What the global right has understood is that if you can't deliver for people through managing the levers of power, you can at least make them feel like you are delivering for them via reinforcing their negative perceptions of polarisation. Put crudely, if you can’t do anything positive for your own people, you can at least do bad things to their enemies.

We can see this in the US just now. Donald Trump has personal approval ratings which are higher than his approval ratings on any individual policy area – his voters support him more than they support anything he does on key policy. What he has done successfully is give voice to criticism of groups his voters view as being their 'enemies'.

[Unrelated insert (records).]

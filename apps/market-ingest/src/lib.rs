#![cfg_attr(
    test,
    allow(
        clippy::unwrap_used,
        clippy::expect_used,
        clippy::float_cmp,
        clippy::significant_drop_tightening,
        clippy::too_many_lines,
        clippy::match_same_arms,
        clippy::needless_pass_by_value,
        clippy::needless_collect,
        clippy::option_if_let_else,
        clippy::default_trait_access,
        clippy::items_after_statements,
        clippy::or_fun_call
    )
)]

//! Market Ingest - Equities Market Data Ingestion
//!
//! Keeps a time-series store of OHLCV bars and a key-value cache of quote
//! snapshots current for every active symbol on the supported exchanges.
//!
//! # Layers (inside → outside)
//!
//! - **Domain**: Resolutions, bars, snapshots and decoded feed messages
//!   - `resolution`: bar resolution codes and partitions
//!   - `bar`: OHLCV bars and tickers
//!   - `snapshot`: stock snapshots and partial updates
//!   - `feed`: decoded live messages and decode errors
//!
//! - **Application**: Use cases and port definitions
//!   - `ports`: cache, time-series, crawler, stream and ticker registry
//!   - `services`: watermarks, bar store, sync orchestrator, snapshot
//!     cache, live stream and the driver loops
//!
//! - **Infrastructure**: Adapters and external integrations
//!   - `vnd`: upstream REST crawler, live feed connection and codec
//!   - `ssi`: alternate symbol and history crawler
//!   - `persistence`: Redis cache, InfluxDB time series, ticker registry
//!   - `config`: Configuration from the environment
//!   - `health`: Health check and metrics HTTP endpoint
//!
//! # Data Flow
//!
//! ```text
//! REST history ──► SyncOrchestrator ──► BarStore ──► time series
//!                        │
//!                        └──► WatermarkStore ──► cache
//!
//! REST snapshot ──► SnapshotCache ◄── LiveStreamService ◄── live feed
//!                        │
//!                        └──► cache
//! ```

#![forbid(unsafe_code)]
#![warn(missing_docs)]
#![warn(clippy::pedantic)]

// =============================================================================
// Module Declarations
// =============================================================================

/// Domain layer - Market data types with no external dependencies.
pub mod domain;

/// Application layer - Use cases and port definitions.
pub mod application;

/// Infrastructure layer - Adapters and external integrations.
pub mod infrastructure;

// =============================================================================
// Re-exports
// =============================================================================

// Domain types
pub use domain::{
    Bar, DecodeError, DecodedMessage, MessageCategory, Resolution, ResolutionError, SnapshotField,
    SnapshotUpdate, StockSnapshot, Ticker,
};

// Services
pub use application::services::{
    BarStore, BarStoreConfig, Driver, IngestStatus, LiveStreamConfig, LiveStreamService,
    SnapshotCache, SyncConfig, SyncLoopConfig, SyncOrchestrator, TickerService, WatermarkStore,
};

// Infrastructure config
pub use infrastructure::config::{
    ConfigError, CrawlerSource, DriverSettings, InfluxCredentials, IngestConfig, ServerSettings,
    StorageSettings, StreamSettings, SyncSettings, UpstreamSettings,
};

// Health server
pub use infrastructure::health::{HealthServer, HealthServerError, HealthServerState};

// Adapters
pub use infrastructure::persistence::{CachedTickerRepository, InfluxTimeSeries, RedisCache};
pub use infrastructure::ssi::{SsiEndpoints, SsiRestCrawler};
pub use infrastructure::vnd::{VndEndpoints, VndRestCrawler, VndStreamConnection, encode_frame};

// Metrics
pub use infrastructure::metrics::init_metrics;

// Telemetry
pub use infrastructure::telemetry::{TelemetryConfig, TelemetryGuard, init as init_telemetry};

In the US, this largely means the 'college-educated liberal elite' which Trump has regularly attacked through his actions against universities, liberal arts institutions, legal firms and so on. None of this has any positive impact on a non-college-educated white man from a low-income household, but it feels like it does.

That is precisely what Nigel Farage is doing with his threat to build asylum detention centres in the constituencies of his opponents. He is signalling that he will punish the enemies of his voters if he is elected, a simple atavistic tribal move designed to motivate voters shortly before an election.

In the US, this behaviour is known among its practitioners as 'owning the libs'. It is explicitly about riling up liberals and keeping them fuming, not least because proponents believe it causes liberals to overemphasise precisely the moralising behaviour that alienates conservative voters in the first place.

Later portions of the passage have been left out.